馬車は街で一番大きなレストランの前で止まりました。
「初めてのデートだから、記憶に残るように完璧にするぞ」
差し出したリオン様の手を、しっかりと握りしめてお店の中へ入りました。
お店の中には、お客さんが誰もいません。これって、貸し切り!?
「客はいない方が護衛も楽だから、貸し切りにした」
耳を真っ赤にしてるところを見ると、理由は違うようです。完璧……ということですね。
テーブルに着くと、注文をしていないのに、次々と料理が運ばれて来ます。
「美味しい……」
料理はどれもこれも美味しくて、頬っぺたが落ちそうです。このお店には何度か来た事がありますが、こんなに美味しいと感じるのは、リオン様と一緒だからでしょうか。

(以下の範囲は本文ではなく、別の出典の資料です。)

//! The routing kernel: registry and registration surface.
//!
//! A [`Kernel`] owns three append-only collections — integrations, incoming
//! middleware, outgoing middleware — and everything else hangs off them:
//! listener pipelines merge the integrations' streams, the send dispatcher
//! routes outbound envelopes back by service ID, and both directions thread
//! messages through the middleware chains.
//!
//! `Kernel` is cheap to clone; clones share state. The collections are read
//! through snapshots, so registering while a chain is mid-evaluation cannot
//! disturb it.

use std::sync::Arc;
use std::sync::atomic::{AtomicBool, Ordering};

use futures::StreamExt;
use parking_lot::{Mutex, RwLock};
use tracing::{debug, info, warn};

use crate::chain::{ChainStep, StepEval, fold_first};
use crate::envelope::Envelope;
use crate::error::MiddlewareError;
use crate::integration::BoxedIntegration;
use crate::middleware::{
    ChainEntry, ChainOutput, IncomingMiddleware, MiddlewareDescriptor, OutgoingMiddleware,
};
use crate::pattern::Pattern;
use crate::transport::{HttpTransport, ServerHandle, WebhookRoute};

/// Anything that can be registered with the kernel.
///
/// The variant is chosen explicitly by the caller; the kernel never guesses
/// a role from the capabilities an object happens to expose.
pub enum Registrable {
    /// A chat-platform adapter.
    Integration(BoxedIntegration),
    /// A transformation step for inbound messages.
    Incoming(Arc<dyn IncomingMiddleware>),
    /// A transformation step for outbound content.
    Outgoing(Arc<dyn OutgoingMiddleware>),
}

/// The message-routing kernel.
#[derive(Clone)]
pub struct Kernel {
    inner: Arc<KernelInner>,
}

struct KernelInner {
    /// Registered integrations, in registration order.
    integrations: RwLock<Vec<BoxedIntegration>>,
    /// Incoming middleware chain, in registration order.
    incoming: RwLock<Vec<MiddlewareDescriptor<dyn IncomingMiddleware>>>,
    /// Outgoing middleware chain, in registration order.
    outgoing: RwLock<Vec<MiddlewareDescriptor<dyn OutgoingMiddleware>>>,
    /// Webhook mounts collected from integrations.
    endpoints: RwLock<Vec<WebhookRoute>>,
    /// Webhook server capability, if configured.
    http: Option<Arc<dyn HttpTransport>>,
    /// Whether the webhook server start has been triggered.
    http_started: AtomicBool,
    /// Handle keeping the webhook server alive.
    server: Mutex<Option<ServerHandle>>,
}

impl Kernel {
    /// Creates a kernel without a webhook transport.
    pub fn new() -> Self {
        Self::builder().build()
    }

    /// Creates a kernel builder.
    pub fn builder() -> KernelBuilder {
        KernelBuilder::default()
    }

    // =========================================================================
    // Registration
    // =========================================================================

    /// Registers an integration or middleware.
    ///
    /// `filter` gates middleware steps: one or more patterns tested against
    /// the triggering envelope's content before the step is allowed to run.
    /// It has no meaning for integrations and is ignored there.
    ///
    /// Ordering is significant: middleware chains evaluate in registration
    /// order, and that order is preserved in chain results.
    pub fn register(&self, registrable: Registrable, filter: Option<Pattern>) {
        match registrable {
            Registrable::Integration(integration) => self.add_integration(integration),
            Registrable::Incoming(middleware) => {
                let name = format!("{}.incoming", middleware.service_name());
                info!(middleware = %name, "registered incoming middleware");
                self.inner
                    .incoming
                    .write()
                    .push(MiddlewareDescriptor::new(name, filter, middleware));
            }
            Registrable::Outgoing(middleware) => {
                let name = format!("{}.outgoing", middleware.service_name());
                info!(middleware = %name, "registered outgoing middleware");
                self.inner
                    .outgoing
                    .write()
                    .push(MiddlewareDescriptor::new(name, filter, middleware));
            }
        }
    }

    /// Registers an integration.
    pub fn register_integration(&self, integration: BoxedIntegration) {
        self.register(Registrable::Integration(integration), None);
    }

    /// Registers an incoming middleware step.
    pub fn register_incoming(
        &self,
        middleware: Arc<dyn IncomingMiddleware>,
        filter: Option<Pattern>,
    ) {
        self.register(Registrable::Incoming(middleware), filter);
    }

    /// Registers an outgoing middleware step.
    pub fn register_outgoing(
        &self,
        middleware: Arc<dyn OutgoingMiddleware>,
        filter: Option<Pattern>,
    ) {
        self.register(Registrable::Outgoing(middleware), filter);
    }

    fn add_integration(&self, integration: BoxedIntegration) {
        info!(integration = %integration.service_name(), "registered integration");
        if let Some(handler) = integration.webhook() {
            let path = format!("/webhook/{}", integration.service_name());
            debug!(path = %path, "webhook endpoint mounted");
            self.inner.endpoints.write().push(WebhookRoute {
                path,
                handler,
            });
        }
        self.inner.integrations.write().push(integration);
    }

    /// Paths of all mounted webhook endpoints.
    pub fn http_endpoints(&self) -> Vec<String> {
        self.inner
            .endpoints
            .read()
            .iter()
            .map(|route| route.path.clone())
            .collect()
    }

    // =========================================================================
    // Lookup
    // =========================================================================

    /// Snapshot of the registered integrations.
    pub(crate) fn integrations_snapshot(&self) -> Vec<BoxedIntegration> {
        self.inner.integrations.read().clone()
    }

    /// Finds an integration by its service ID.
    pub(crate) fn find_integration(&self, service_id: &str) -> Option<BoxedIntegration> {
        self.inner
            .integrations
            .read()
            .iter()
            .find(|integration| integration.service_id() == service_id)
            .cloned()
    }

    // =========================================================================
    // Middleware Chains
    // =========================================================================

    /// Runs the incoming chain for one inbound envelope.
    pub(crate) async fn run_incoming_chain(
        &self,
        message: &Envelope,
    ) -> Result<ChainOutput, MiddlewareError> {
        let descriptors = self.inner.incoming.read().clone();
        let steps = descriptors
            .into_iter()
            .map(|descriptor| {
                let kernel = self.clone();
                let message = message.clone();
                let name = descriptor.name.clone();
                ChainStep {
                    name: name.clone(),
                    eval: Box::new(move |acc: &[ChainEntry]| {
                        if !descriptor.eligible(&message) {
                            return StepEval::Skip;
                        }
                        let output =
                            descriptor
                                .middleware
                                .incoming(kernel, message, acc.to_vec());
                        StepEval::Run(
                            output
                                .into_stream()
                                .map(move |result| {
                                    result.map(|data| ChainEntry::incoming(&name, data))
                                })
                                .boxed(),
                        )
                    }),
                }
            })
            .collect();

        let data = fold_first(steps, Vec::new()).await?;
        Ok(ChainOutput {
            data,
            message: message.clone(),
        })
    }

    /// Runs the outgoing chain for content being sent in reply to `message`.
    pub(crate) async fn run_outgoing_chain(
        &self,
        content: &str,
        message: &Envelope,
    ) -> Result<ChainOutput, MiddlewareError> {
        let descriptors = self.inner.outgoing.read().clone();
        let steps = descriptors
            .into_iter()
            .map(|descriptor| {
                let kernel = self.clone();
                let content = content.to_string();
                let message = message.clone();
                let name = descriptor.name.clone();
                ChainStep {
                    name: name.clone(),
                    eval: Box::new(move |acc: &[ChainEntry]| {
                        if !descriptor.eligible(&message) {
                            return StepEval::Skip;
                        }
                        let output = descriptor.middleware.outgoing(
                            kernel,
                            content,
                            message,
                            acc.to_vec(),
                        );
                        StepEval::Run(
                            output
                                .into_stream()
                                .map(move |result| {
                                    result.map(|data| ChainEntry::outgoing(&name, data))
                                })
                                .boxed(),
                        )
                    }),
                }
            })
            .collect();

        let data = fold_first(steps, Vec::new()).await?;
        Ok(ChainOutput {
            data,
            message: message.clone(),
        })
    }

    // =========================================================================
    // Webhook Server
    // =========================================================================

    /// Starts the webhook server on first use.
    ///
    /// Called when a listener is created. Does nothing without a transport
    /// capability or mounted endpoints; subsequent calls are no-ops.
    pub(crate) fn maybe_start_http(&self) {
        let Some(transport) = self.inner.http.clone() else {
            return;
        };
        let routes = self.inner.endpoints.read().clone();
        if routes.is_empty() {
            return;
        }
        if self.inner.http_started.swap(true, Ordering::SeqCst) {
            return;
        }

        let kernel = self.clone();
        tokio::spawn(async move {
            match transport.serve(routes).await {
                Ok(handle) => {
                    debug!(server = %handle.id, "webhook server started");
                    *kernel.inner.server.lock() = Some(handle);
                }
                Err(error) => {
                    warn!(error = %error, "failed to start webhook server");
                    kernel.inner.http_started.store(false, Ordering::SeqCst);
                }
            }
        });
    }
}

impl Default for Kernel {
    fn default() -> Self {
        Self::new()
    }
}

impl std::fmt::Debug for Kernel {
    fn fmt(&self, f: &mut std::fmt::Formatter<'_>) -> std::fmt::Result {
        f.debug_struct("Kernel")
            .field("integrations", &self.inner.integrations.read().len())
            .field("incoming", &self.inner.incoming.read().len())
            .field("outgoing", &self.inner.outgoing.read().len())
            .finish()
    }
}

/// Builder for [`Kernel`].
#[derive(Default)]
pub struct KernelBuilder {
    http: Option<Arc<dyn HttpTransport>>,
}

impl KernelBuilder {
    /// Sets the webhook server capability.
    pub fn http_transport(mut self, transport: Arc<dyn HttpTransport>) -> Self {
        self.http = Some(transport);
        self
    }

    /// Builds the kernel.
    pub fn build(self) -> Kernel {
        Kernel {
            inner: Arc::new(KernelInner {
                integrations: RwLock::new(Vec::new()),
                incoming: RwLock::new(Vec::new()),
                outgoing: RwLock::new(Vec::new()),
                endpoints: RwLock::new(Vec::new()),
                http: self.http,
                http_started: AtomicBool::new(false),
                server: Mutex::new(None),
            }),
        }
    }
}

「君はすごく美味しそうに食べるな。その顔をずっと見ていたいくらいだ」
食べている所を、じーっと見てくるリオン様。そういえば、リオン様とお茶をいただいた事はあっても、食事をご一緒するのは初めてですね。
「ずっと食べていたら、太ってしまいます。それに、そんなに見つめられたら恥ずかしいです」
恥ずかしさから、フォークとナイフを置きました。
「たとえ君が太ったとしても、変わらず愛する事を誓うよ」
そんなに見つめないで欲しいです。胸がいっぱいになって、食事どころではなくなってしまいます。
「女心を分かっていませんね。リオン様が良くても、私が嫌です。
大好きな人の前では、いつまでも綺麗な姿でいたいのです」
私の言葉に顔を真っ赤にするリオン様。こちらまで赤くなってしまいます。
この日は、最高に完璧な1日でした。リオン様は、意外と照れ屋だということも知ることが出来ました。こんな日が、ずっと続けばいいのに……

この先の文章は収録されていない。